Betul district is a district of Madhya Pradesh state in central India. The city of Betul serves as its administrative headquarters. The district is a part of Narmadapuram Division.

It lies almost wholly on the Satpura range and occupies nearly the whole width of the range between the Narmada Valley on the north and the Berar plains on the south.

History 
Little is known of the early history of the district except that it must have been the centre of the first of the four ancient Gond kingdoms of Kherla, Deogarh, Garha-Mandla and Chanda-Sirpur. According to Ferishta, the Persian historian, these kingdoms engrossed in 1398 all the hills of Gondwana and adjacent countries, and were of great wealth and power. About the year 1418 Sultan Hoshang Shah of Malwa invaded Kherla, and reduced it to a dependency. Nine years later the Raja rebelled, but although with the help of the Bahmani kings of the Deccan he managed for a time to assert his independence, he was finally subdued and deprived of his territories. In 1467 Kherla was seized by the Bahmani sultan, but was afterwards restored to Malwa. A century later the kingdom of Malwa became incorporated into the dominions of the emperor of Delhi. In 1703 a Muslim convert of the Gond tribe held the country, and in 1743 Raghoji Bhonsle, the Maratha ruler of Berar, annexed it to his dominions.

The Marathas in the year 1818 ceded this district to the East India Company as payment for a contingent, and by the treaty of 1826 it was formally incorporated with the British possessions.
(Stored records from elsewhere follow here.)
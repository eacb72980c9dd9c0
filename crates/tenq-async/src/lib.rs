//! Tokio adapter for `tenq-core`.
//!
//! This crate provides async wrappers around any core queue, including:
//! - `AsyncQueue` for put/next operations and an awaitable `recv`
//! - `AsyncWorkerReceiver` for dedicated receive-worker mode, usable as a `Stream`

use std::pin::Pin;
use std::sync::atomic::{AtomicBool, Ordering};
use std::sync::{Arc, Mutex};
use std::task::{Context, Poll};
use std::thread;
use std::time::Duration;

use futures_core::Stream;
use tokio::sync::mpsc::{self, error::TrySendError};
use tokio::sync::Notify;

pub use tenq_core::{
    DequeueResult, FairQueue, FifoQueue, Message, PutError, Queue, QueueConfig, QueueStats,
    TenantKey,
};

const WORKER_RECV_TIMEOUT: Duration = Duration::from_millis(25);
const WORKER_FULL_BACKOFF: Duration = Duration::from_millis(1);
// Upper bound on how late `recv` notices puts made on the core queue directly.
const RECV_POLL_INTERVAL: Duration = Duration::from_millis(10);

/// Async wrapper around a shared [`Queue`].
///
/// Clones share the core queue and the wakeup used by [`AsyncQueue::recv`].
pub struct AsyncQueue<T> {
    inner: Arc<dyn Queue<T>>,
    notify: Arc<Notify>,
}

impl<T> Clone for AsyncQueue<T> {
    fn clone(&self) -> Self {
        Self {
            inner: Arc::clone(&self.inner),
            notify: Arc::clone(&self.notify),
        }
    }
}

impl<T: Send + 'static> AsyncQueue<T> {
    /// Wraps an already shared queue.
    pub fn new(inner: Arc<dyn Queue<T>>) -> Self {
        Self {
            inner,
            notify: Arc::new(Notify::new()),
        }
    }

    /// Round-robin queue with `buffer_capacity` slots per tenant.
    pub fn fair(config: QueueConfig) -> Self {
        Self::new(Arc::new(FairQueue::new(config)))
    }

    /// Shared FIFO queue with `buffer_capacity` slots overall.
    pub fn fifo(config: QueueConfig) -> Self {
        Self::new(Arc::new(FifoQueue::new(config)))
    }

    /// Returns the shared core queue.
    pub fn inner(&self) -> &Arc<dyn Queue<T>> {
        &self.inner
    }

    /// Non-blocking put. Wakes one pending [`AsyncQueue::recv`] on success.
    pub fn put(&self, tenant: TenantKey, payload: T) -> Result<(), PutError> {
        self.inner.put(tenant, payload)?;
        self.notify.notify_one();
        Ok(())
    }

    /// Calls the core `next`. Only use this on a fair queue from async code;
    /// the FIFO queue's `next` blocks the calling thread.
    pub fn next(&self) -> DequeueResult<T> {
        self.inner.next()
    }

    pub fn is_empty(&self) -> bool {
        self.inner.is_empty()
    }

    pub fn stats(&self) -> QueueStats {
        self.inner.stats()
    }

    pub fn close(&self) {
        self.inner.close();
        self.notify.notify_waiters();
    }

    /// Waits for the next message without holding a thread.
    ///
    /// Returns `None` once the queue is closed and drained. Cancel safe: a
    /// message is only taken from the queue when this future completes with
    /// it, so dropping the future (e.g. on a timeout) leaves it queued.
    pub async fn recv(&self) -> Option<Message<T>> {
        loop {
            let mut notified = std::pin::pin!(self.notify.notified());
            // Register before checking so a put between the check and the
            // await still wakes us.
            notified.as_mut().enable();

            match self.inner.try_next() {
                DequeueResult::Message(message) => return Some(message),
                DequeueResult::Closed => return None,
                DequeueResult::Empty => {}
            }

            tokio::select! {
                _ = &mut notified => {}
                _ = tokio::time::sleep(RECV_POLL_INTERVAL) => {}
            }
        }
    }

    /// Returns a receiver powered by a dedicated receive worker thread.
    pub fn receiver_with_worker(&self, buffer: usize) -> AsyncWorkerReceiver<T> {
        AsyncWorkerReceiver::new(self.clone(), buffer)
    }
}

struct WorkerThreadHandle {
    shutdown: Arc<AtomicBool>,
    handle: Mutex<Option<thread::JoinHandle<()>>>,
}

impl WorkerThreadHandle {
    fn new(shutdown: Arc<AtomicBool>, handle: thread::JoinHandle<()>) -> Self {
        Self {
            shutdown,
            handle: Mutex::new(Some(handle)),
        }
    }
}

impl Drop for WorkerThreadHandle {
    fn drop(&mut self) {
        self.shutdown.store(true, Ordering::Release);
        let handle = match self.handle.lock() {
            Ok(mut guard) => guard.take(),
            Err(poisoned) => poisoned.into_inner().take(),
        };
        if let Some(handle) = handle {
            let _ = handle.join();
        }
    }
}

/// Receiver/stream adapter backed by a dedicated receive worker thread.
///
/// The worker only takes a message from the queue once it holds a free
/// channel slot, so at most `buffer` messages sit outside the queue at any
/// time. Messages already in the channel are lost when the receiver is
/// dropped; everything still in the queue stays there.
pub struct AsyncWorkerReceiver<T> {
    rx: mpsc::Receiver<Message<T>>,
    _worker: WorkerThreadHandle,
}

impl<T: Send + 'static> AsyncWorkerReceiver<T> {
    /// Creates a new worker-backed receiver.
    pub fn new(queue: AsyncQueue<T>, buffer: usize) -> Self {
        let buffer = buffer.max(1);
        let (tx, rx) = mpsc::channel(buffer);
        let shutdown = Arc::new(AtomicBool::new(false));
        let worker_shutdown = Arc::clone(&shutdown);
        let core = Arc::clone(queue.inner());

        let handle = thread::spawn(move || {
            while !worker_shutdown.load(Ordering::Acquire) {
                let permit = match tx.try_reserve() {
                    Ok(permit) => permit,
                    Err(TrySendError::Full(())) => {
                        thread::sleep(WORKER_FULL_BACKOFF);
                        continue;
                    }
                    Err(TrySendError::Closed(())) => break,
                };
                match core.recv_timeout(WORKER_RECV_TIMEOUT) {
                    DequeueResult::Message(message) => permit.send(message),
                    DequeueResult::Closed => break,
                    DequeueResult::Empty => {}
                }
            }
            tracing::debug!("receive worker stopped");
        });

        Self {
            rx,
            _worker: WorkerThreadHandle::new(shutdown, handle),
        }
    }

    /// Waits for the next message, returning `None` once the worker stops.
    pub async fn recv(&mut self) -> Option<Message<T>> {
        self.rx.recv().await
    }
}

impl<T> Drop for AsyncWorkerReceiver<T> {
    fn drop(&mut self) {
        self.rx.close();
    }
}

impl<T> Stream for AsyncWorkerReceiver<T> {
    type Item = Message<T>;

    fn poll_next(self: Pin<&mut Self>, cx: &mut Context<'_>) -> Poll<Option<Self::Item>> {
        self.get_mut().rx.poll_recv(cx)
    }
}

#[cfg(test)]
mod tests {
    use super::*;
    use futures_util::StreamExt;
    use std::time::Instant;

    fn key(name: &str) -> TenantKey {
        TenantKey::from(name)
    }

    #[tokio::test(flavor = "multi_thread", worker_threads = 2)]
    async fn async_recv_receives_items() {
        let queue = AsyncQueue::fair(QueueConfig::new(8));
        queue.put(key("a"), 7u64).expect("put");

        let message = queue.recv().await.expect("message");
        assert_eq!(message.tenant, key("a"));
        assert_eq!(message.payload, 7);
    }

    #[tokio::test(flavor = "multi_thread", worker_threads = 2)]
    async fn async_recv_waits_for_late_put() {
        let queue = AsyncQueue::fifo(QueueConfig::new(8));
        let producer = queue.clone();
        tokio::spawn(async move {
            tokio::time::sleep(Duration::from_millis(20)).await;
            producer.put(key("late"), 3u64).expect("put");
        });

        let message = tokio::time::timeout(Duration::from_secs(1), queue.recv())
            .await
            .expect("recv timed out")
            .expect("message");
        assert_eq!(message.payload, 3);
    }

    #[tokio::test(flavor = "multi_thread", worker_threads = 2)]
    async fn async_recv_returns_none_after_close() {
        let queue = AsyncQueue::<u64>::fair(QueueConfig::new(8));
        queue.close();
        assert!(queue.recv().await.is_none());
    }

    #[tokio::test(flavor = "multi_thread", worker_threads = 2)]
    async fn worker_receiver_observes_round_robin_order() {
        let queue = AsyncQueue::fair(QueueConfig::new(8));
        queue.put(key("a"), 1u64).expect("put");
        queue.put(key("a"), 2).expect("put");
        queue.put(key("b"), 3).expect("put");
        queue.put(key("b"), 4).expect("put");

        let mut receiver = queue.receiver_with_worker(16);
        let mut observed = Vec::new();
        for _ in 0..4 {
            let message = tokio::time::timeout(Duration::from_secs(1), receiver.recv())
                .await
                .expect("worker recv timed out")
                .expect("expected message");
            observed.push((message.tenant.to_string(), message.payload));
        }

        assert_eq!(
            observed,
            vec![
                ("a".to_string(), 1),
                ("b".to_string(), 3),
                ("a".to_string(), 2),
                ("b".to_string(), 4),
            ]
        );
        queue.close();
    }

    #[tokio::test(flavor = "multi_thread", worker_threads = 2)]
    async fn worker_stream_ends_when_queue_closes() {
        let queue = AsyncQueue::fair(QueueConfig::new(8));
        queue.put(key("a"), 1u64).expect("put");
        queue.close();

        let receiver = queue.receiver_with_worker(4);
        let items: Vec<_> = tokio::time::timeout(Duration::from_secs(1), receiver.collect::<Vec<_>>())
            .await
            .expect("stream did not end");
        assert_eq!(items.len(), 1);
        assert_eq!(items[0].payload, 1);
    }

    #[tokio::test(flavor = "multi_thread", worker_threads = 2)]
    async fn worker_receiver_drop_stops_worker() {
        let queue = AsyncQueue::<u64>::fair(QueueConfig::new(8));

        let start = Instant::now();
        {
            let _receiver = queue.receiver_with_worker(8);
        }
        assert!(
            start.elapsed() < Duration::from_secs(1),
            "worker drop should join promptly"
        );
    }

    #[tokio::test(flavor = "multi_thread", worker_threads = 2)]
    async fn put_rejection_and_stats_pass_through() {
        let queue = AsyncQueue::fair(QueueConfig::new(1));
        queue.put(key("a"), 1u64).expect("put");
        assert_eq!(queue.put(key("a"), 2), Err(PutError::BufferFull(key("a"))));
        assert!(!queue.is_empty());

        let stats = queue.stats();
        assert_eq!(stats.enqueued, 1);
        assert_eq!(stats.rejected, 1);
        assert_eq!(stats.pending, 1);
        assert_eq!(stats.tenants, 1);

        let message = queue.next().into_message().expect("message");
        assert_eq!(message.payload, 1);
        assert!(queue.is_empty());
        assert!(matches!(queue.next(), DequeueResult::Empty));

        queue.close();
        assert_eq!(queue.put(key("a"), 3), Err(PutError::Closed));
    }

    #[tokio::test(flavor = "multi_thread", worker_threads = 2)]
    async fn abandoned_recv_leaves_later_message_queued() {
        let queues = [
            AsyncQueue::fair(QueueConfig::new(8)),
            AsyncQueue::fifo(QueueConfig::new(8)),
        ];

        for queue in queues {
            let waited = tokio::time::timeout(Duration::from_millis(20), queue.recv()).await;
            assert!(waited.is_err(), "nothing was queued yet");

            queue.put(key("a"), 42u64).expect("put");
            tokio::time::sleep(Duration::from_millis(50)).await;

            assert!(!queue.is_empty());
            assert_eq!(queue.stats().dequeued, 0);
            let message = queue.inner().try_next().into_message().expect("message");
            assert_eq!(message.payload, 42);
        }
    }

    #[tokio::test(flavor = "multi_thread", worker_threads = 2)]
    async fn async_recv_wakes_on_close() {
        let queue = AsyncQueue::<u64>::fair(QueueConfig::new(8));
        let closer = queue.clone();
        tokio::spawn(async move {
            tokio::time::sleep(Duration::from_millis(20)).await;
            closer.close();
        });

        let received = tokio::time::timeout(Duration::from_secs(1), queue.recv())
            .await
            .expect("recv did not observe close");
        assert!(received.is_none());
    }

    #[tokio::test(flavor = "multi_thread", worker_threads = 2)]
    async fn async_recv_sees_puts_made_on_the_core_queue() {
        let queue = AsyncQueue::fair(QueueConfig::new(8));
        let core = Arc::clone(queue.inner());
        tokio::spawn(async move {
            tokio::time::sleep(Duration::from_millis(20)).await;
            core.put(key("direct"), 9u64).expect("put");
        });

        let message = tokio::time::timeout(Duration::from_secs(1), queue.recv())
            .await
            .expect("recv timed out")
            .expect("message");
        assert_eq!(message.tenant, key("direct"));
    }

    #[tokio::test(flavor = "multi_thread", worker_threads = 2)]
    async fn dropped_worker_receiver_only_loses_its_channel() {
        let queue = AsyncQueue::fair(QueueConfig::new(8));
        for payload in 1..=4u64 {
            queue.put(key("a"), payload).expect("put");
        }

        {
            let _receiver = queue.receiver_with_worker(1);
            tokio::time::sleep(Duration::from_millis(50)).await;
        }

        let stats = queue.stats();
        assert_eq!(stats.dequeued, 1);
        assert_eq!(stats.pending, 3);
        let message = queue.next().into_message().expect("message");
        assert_eq!(message.payload, 2);
    }
}
use std::collections::HashMap;

use crate::api::{Message, TenantKey};

/// Produces distinguishable payloads: each tenant counts up from 1
/// independently of every other tenant.
#[derive(Clone, Debug, Default)]
pub struct PayloadGenerator {
    counters: HashMap<TenantKey, u64>,
}

impl PayloadGenerator {
    pub fn new() -> Self {
        Self::default()
    }

    pub fn next_for(&mut self, tenant: impl Into<TenantKey>) -> Message<u64> {
        let tenant = tenant.into();
        let counter = self.counters.entry(tenant.clone()).or_insert(0);
        *counter += 1;
        Message::new(tenant, *counter)
    }

    /// Last payload handed out for `tenant`, 0 if none yet.
    pub fn last(&self, tenant: &TenantKey) -> u64 {
        self.counters.get(tenant).copied().unwrap_or(0)
    }
}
The district was administered as part of the Saugor and Nerbudda Territories until 1861, when the territories were incorporated into the Central Provinces. Betul District was also part of the Nerbudda (Narmada) Division of the Central Provinces and Berar, which became the state of Madhya Bharat (later Madhya Pradesh) after India's independence in 1947.

Detachments of British troops were stationed at Multai, Betul and Shahpur to cut off the retreat of Appa Sahib, the Maratha general, and a military force was quartered at Betul until June 1862. The ruined city of Kherla formed the seat of government under the Gonds and preceding rulers, and hence the district was, until the time of its annexation to the British dominions, known as the "Kherla Sarkar." The town of Multai contains an artificial tank, from the centre of which the Tapti is said to take its rise; hence the reputed sanctity of the spot, and the accumulation of temples in its honour.

This district suffered very severely from the famine of 1896–1897, in 1897 the death-rate being as high as 73 per 1000. It suffered again in 1900, when in May the number of persons relieved rose to one-third of the total population. In 1901 the population was 285,363, showing a decrease of 12% in the decade, due to the results of famine.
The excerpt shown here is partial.